We have just witnessed another deadly two weeks in the Mediterranean. Capturing the attention of people in Malta and elsewhere is the death of Loujin, a four-year-old Syrian girl, who, in late August, left Lebanon with her mother and one-year-old sister, Mira.

They travelled on a boat with 58 other people and, after 10 days at sea, on September 4, began to send distress signals, reporting that they had been without food or water for two days. These were relayed by activists to the Maltese armed forces (AFM).

We know the AFM were aware of the case because,  at this point, its coordinating centre ordered the merchant vessel Sti Solace to change course but did not order it to intervene.

The next day, another merchant vessel, the MV UNO, flying a Maltese flag, arrived on scene but left without intervening. That same day, the travellers reported water entering their boat. Yet, it would be another two days, not until September 7, before the freighter BBC Pearl rescued them and a Greek navy helicopter airlifted Loujin and her mother to a hospital in Crete. There, Loujin was pronounced dead.

The Maltese authorities ignored the many distress calls that these people sent over multiple days from within Malta’s search and rescue zone, as they have done in countless other cases this summer. Loujin’s last words were: “Mother, I’m thirsty.” Her death, as with others, was predictable and preventable.

In response to Loujin’s death, the AFM said they “diverted all available assets to the rescue and coordinated the rescue of the irregular migrants”. The details above reveal this to be patently untrue.

The discourse of ‘irregularity’ also undermines the right to claim asylum and the duty to rescue those in distress. Although there are disputes about disembarkation between Italy and Malta, the legal duty to rescue those in distress in our search and rescue zone is incontrovertible.

Yet, this is not the only case of distress where the Maltese government has failed to intervene. Since May, there have been over 25 cases of distress in the Maltese search and rescue area. In every instance, the travellers themselves, activists and concerned citizens have alerted the AFM. Despite Malta’s legal obligations and responsibility over its search and rescue zone, the response has overwhelmingly been to ignore these pleas, to delay rescue and to abandon people in distress at sea.

Over 20,000 people died in the Mediterranean between 2015 and 2021- Cetta Mainwaring

While some manage to arrive in Lampedusa, others are rescued by the Italian coastguard. In many cases, it is only NGO ships that have responded to people in distress, despite attempts by governments to criminalise them. In late August, the Maltese authorities even instructed a merchant vessel not to assist a boat in distress. Only in a handful of these cases did the AFM rescue people and disembark them in Malta and, then, only after delays that put lives at risk.

In one case, it appears that, once again, the Libyan coastguard was allowed to enter Malta’s search and rescue zone to intercept a boat and illegally return people to Libya. Returning people to Libya has been widely condemned as violating international law: Libya is not a safe place. Migrants regularly face torture, rape and death in the country. Earlier this year, Malta faced charges of supporting crimes against humanity at the International Criminal Court due to such coordinated pushbacks of asylum seekers to Libya.

Inaction by the Maltese and other EU authorities when people are in distress at sea results in death. Over 1,000 people have lost their lives in the central Mediterranean this year.

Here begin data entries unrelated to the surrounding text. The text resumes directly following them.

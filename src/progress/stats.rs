//! Progress counters for a run.

use serde::Serialize;

use crate::procedure::Step;

#[derive(Debug, Clone, PartialEq, Serialize)]
#[serde(rename_all = "camelCase")]
pub struct StepProgress {
    pub step_id: String,
    pub total_tasks: usize,
    pub completed_tasks: usize,
    pub reference_tasks: usize,
    pub completed_reference_tasks: usize,
    pub complete: bool,
}

#[derive(Debug, Clone, PartialEq, Serialize)]
#[serde(rename_all = "camelCase")]
pub struct ProcedureProgress {
    pub steps: Vec<StepProgress>,
    pub total_tasks: usize,
    pub completed_tasks: usize,
    pub total_steps: usize,
    pub completed_steps: usize,
    /// Completed tasks as a percentage of all tasks (0 when there are none).
    pub percent: f64,
    /// Sum of recorded task times.
    pub actual_time_minutes: u64,
}

pub fn step_progress(step: &Step) -> StepProgress {
    let reference: Vec<bool> = step.reference_tasks().map(|t| t.completed).collect();
    StepProgress {
        step_id: step.id.clone(),
        total_tasks: step.tasks.len(),
        completed_tasks: step.tasks.iter().filter(|t| t.completed).count(),
        reference_tasks: reference.len(),
        completed_reference_tasks: reference.iter().filter(|c| **c).count(),
        complete: step.is_complete(),
    }
}

/// Counters over all steps, including general (non-reference) tasks.
pub fn progress(steps: &[Step]) -> ProcedureProgress {
    let per_step: Vec<StepProgress> = steps.iter().map(step_progress).collect();
    let total_tasks: usize = per_step.iter().map(|s| s.total_tasks).sum();
    let completed_tasks: usize = per_step.iter().map(|s| s.completed_tasks).sum();
    let percent = if total_tasks == 0 {
        0.0
    } else {
        (completed_tasks as f64 / total_tasks as f64) * 100.0
    };
    let actual_time_minutes = steps
        .iter()
        .flat_map(|s| &s.tasks)
        .filter_map(|t| t.actual_time_minutes)
        .map(u64::from)
        .sum();
    ProcedureProgress {
        total_steps: per_step.len(),
        completed_steps: per_step.iter().filter(|s| s.complete).count(),
        steps: per_step,
        total_tasks,
        completed_tasks,
        percent,
        actual_time_minutes,
    }
}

Some of our political leaders claim that this ‘tough’ stance on migration will deter others from making the journey and arriving in Malta. Research and recent history debunk this claim. Deadly policies do not stop people from making such journeys. They make those journeys longer and more deadly. People still arrive in Malta and elsewhere in Europe. As a country, we, thus, have a choice: we can contribute to deaths at sea or uphold our moral and legal duty to rescue those in distress.

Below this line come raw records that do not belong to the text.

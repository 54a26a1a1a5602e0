//! Directory of procedure definitions.

use std::collections::BTreeMap;
use std::path::Path;

use walkdir::WalkDir;

use super::Procedure;

/// Procedures loaded from a directory tree, keyed by procedure id.
#[derive(Debug, Clone, Default)]
pub struct ProcedureCatalog {
    procedures: BTreeMap<String, Procedure>,
}

impl ProcedureCatalog {
    pub fn new() -> Self {
        Self::default()
    }

    /// Load every `*.json`, `*.yaml` and `*.yml` file under `root`.
    ///
    /// Files that fail to parse or validate are skipped with a warning. When
    /// two files declare the same id, the one visited last (sorted by path) wins.
    pub fn load_dir(root: &Path, strict: bool) -> Self {
        let mut catalog = Self::new();
        let walker = WalkDir::new(root)
            .follow_links(true)
            .sort_by_file_name()
            .into_iter()
            .filter_map(|entry| entry.ok())
            .filter(|entry| entry.file_type().is_file());

        for entry in walker {
            let path = entry.path();
            let is_definition = matches!(
                path.extension().and_then(|e| e.to_str()),
                Some("json") | Some("yaml") | Some("yml")
            );
            if !is_definition {
                continue;
            }
            match Procedure::from_path(path).and_then(|p| p.validate(strict).map(|_| p)) {
                Ok(procedure) => {
                    tracing::debug!(
                        procedure_id = %procedure.id,
                        path = %path.display(),
                        "Loaded procedure definition"
                    );
                    catalog.insert(procedure);
                }
                Err(e) => {
                    tracing::warn!("Skipping procedure definition {}: {}", path.display(), e);
                }
            }
        }
        catalog
    }

    pub fn insert(&mut self, procedure: Procedure) -> Option<Procedure> {
        self.procedures.insert(procedure.id.clone(), procedure)
    }

    pub fn get(&self, id: &str) -> Option<&Procedure> {
        self.procedures.get(id)
    }

    pub fn ids(&self) -> impl Iterator<Item = &str> {
        self.procedures.keys().map(String::as_str)
    }

    pub fn len(&self) -> usize {
        self.procedures.len()
    }

    pub fn is_empty(&self) -> bool {
        self.procedures.is_empty()
    }
}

Along with adopting these deadly policies, the Maltese government has in recent years also regularly refused to communicate with civil society on the issue of migration, disengaging from dialogue and the democratic process. By doing this, they undermine our democracy and attempt to erase the reality of people moving and dying in our sea.

Loujin’s death is not an aberration. As a result of Maltese, EU and other member-state border practices, over 20,000 people died in the Mediterranean between 2015 and 2021.

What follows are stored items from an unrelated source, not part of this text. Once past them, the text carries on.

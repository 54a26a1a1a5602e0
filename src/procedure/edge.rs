use serde::{Deserialize, Serialize};

/// How an edge is routed between its endpoints.
#[derive(Debug, Clone, Copy, PartialEq, Eq, Hash, Default, Serialize, Deserialize)]
#[serde(rename_all = "kebab-case")]
pub enum EdgeKind {
    /// Straight along the flow (same parallel slot, or a fan to/from a single step).
    #[default]
    FlowAligned,
    /// Crosses between different parallel slots.
    Bent,
}

#[derive(Debug, Clone, Copy, PartialEq, Eq, Hash, Default, Serialize, Deserialize)]
#[serde(rename_all = "lowercase")]
pub enum EdgeStyle {
    #[default]
    Solid,
    /// Link to the standalone addendum step.
    Dashed,
}

/// Directed connection between two steps.
#[derive(Debug, Clone, PartialEq, Eq, Hash, Serialize, Deserialize)]
pub struct Edge {
    pub id: String,
    pub source: String,
    pub target: String,
    #[serde(default)]
    pub kind: EdgeKind,
    #[serde(default)]
    pub style: EdgeStyle,
}

impl Edge {
    pub fn new(source: impl Into<String>, target: impl Into<String>, kind: EdgeKind) -> Self {
        let source = source.into();
        let target = target.into();
        Self {
            id: format!("e{}-{}", source, target),
            source,
            target,
            kind,
            style: EdgeStyle::Solid,
        }
    }

    pub fn dashed(mut self) -> Self {
        self.style = EdgeStyle::Dashed;
        self
    }
}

Many others disappear without being counted: adults and children whose faces we do not know, whose deaths we do not grieve.

I add my voice to the many others who have already demanded that the Maltese government, our elected representatives, save people in distress at sea, regardless of where they come from and how much money they have.

It is time for all of us to stand up in solidarity against policies that kill.

Ċetta Mainwaring is a lecturer in sociology at the University of Glasgow.